If a line below contains the string "crypto", copy it out.

Stored data entries:
· · · · ·
//! Core ledger primitives for sigchain.
//!
//! This crate provides the fundamental types used throughout the ledger:
//! - P-256 keys and fixed-size signatures
//! - Canonical little-endian encoding of signable entities
//! - Transactions and their binary layout
//! - Blocks

pub mod block;
pub mod crypto;
pub mod encoding;
pub mod transaction;

// Re-export commonly used types at the crate root
pub use block::{Block, BlockError};
pub use crypto::{Key, KeyError, PublicKey, Signature};
pub use encoding::{encode_signable, Signable, SignableEncoder};
pub use transaction::{Transaction, TransactionError, MAX_SIGNING_ATTEMPTS};
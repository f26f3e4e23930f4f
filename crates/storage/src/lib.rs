//! Persistent storage layer for sigchain.
//!
//! This crate provides the storage backend for the ledger:
//! - A sled wrapper with bincode serialization helpers
//! - The `RecordStore` queries the ledger runs against
//! - Block and transaction records keyed by signature
//!
//! # Architecture
//!
//! ```text
//! ┌─────────────────────────────────────────────────────────┐
//! │                    Application Layer                     │
//! │                  (Ledger, Generator, CLI)                │
//! └────────────────────────┬────────────────────────────────┘
//!                          │
//! ┌────────────────────────▼────────────────────────────────┐
//! │                   Storage Layer                          │
//! │  ┌──────────────────────────┐  ┌─────────────────────┐  │
//! │  │ RecordStore              │  │ Storage (DB)        │  │
//! │  │  - block: + signature    │  │  - sled wrapper     │  │
//! │  │  - tx: + signature       │  │  - serialization    │  │
//! │  │  - scans and sums        │  │  - atomic batches   │  │
//! │  └──────────────────────────┘  └─────────────────────┘  │
//! └────────────────────────┬────────────────────────────────┘
//!                          │
//! ┌────────────────────────▼────────────────────────────────┐
//! │                    sled Database                         │
//! │              (Embedded Key-Value Store)                  │
//! └─────────────────────────────────────────────────────────┘
//! ```
//!
//! # Example
//!
//! ```rust,no_run
//! use sigchain_core::{Block, Key};
//! use sigchain_storage::{RecordStore, Storage};
//!
//! let storage = Storage::open("./ledger_data").unwrap();
//!
//! let key = Key::generate();
//! let genesis = Block::genesis(&key, 1_000_000).unwrap();
//! storage.insert_block(&genesis).unwrap();
//!
//! assert_eq!(storage.count::<Block>().unwrap(), 1);
//! ```

pub mod db;
pub mod store;

// Re-export commonly used types
pub use db::{BatchOp, Result, Storage, StorageError};
pub use store::{Record, RecordStore};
· · · · ·
• _ANSWER SECTION_
pub mod crypto;
pub use crypto::{Key, KeyError, PublicKey, Signature};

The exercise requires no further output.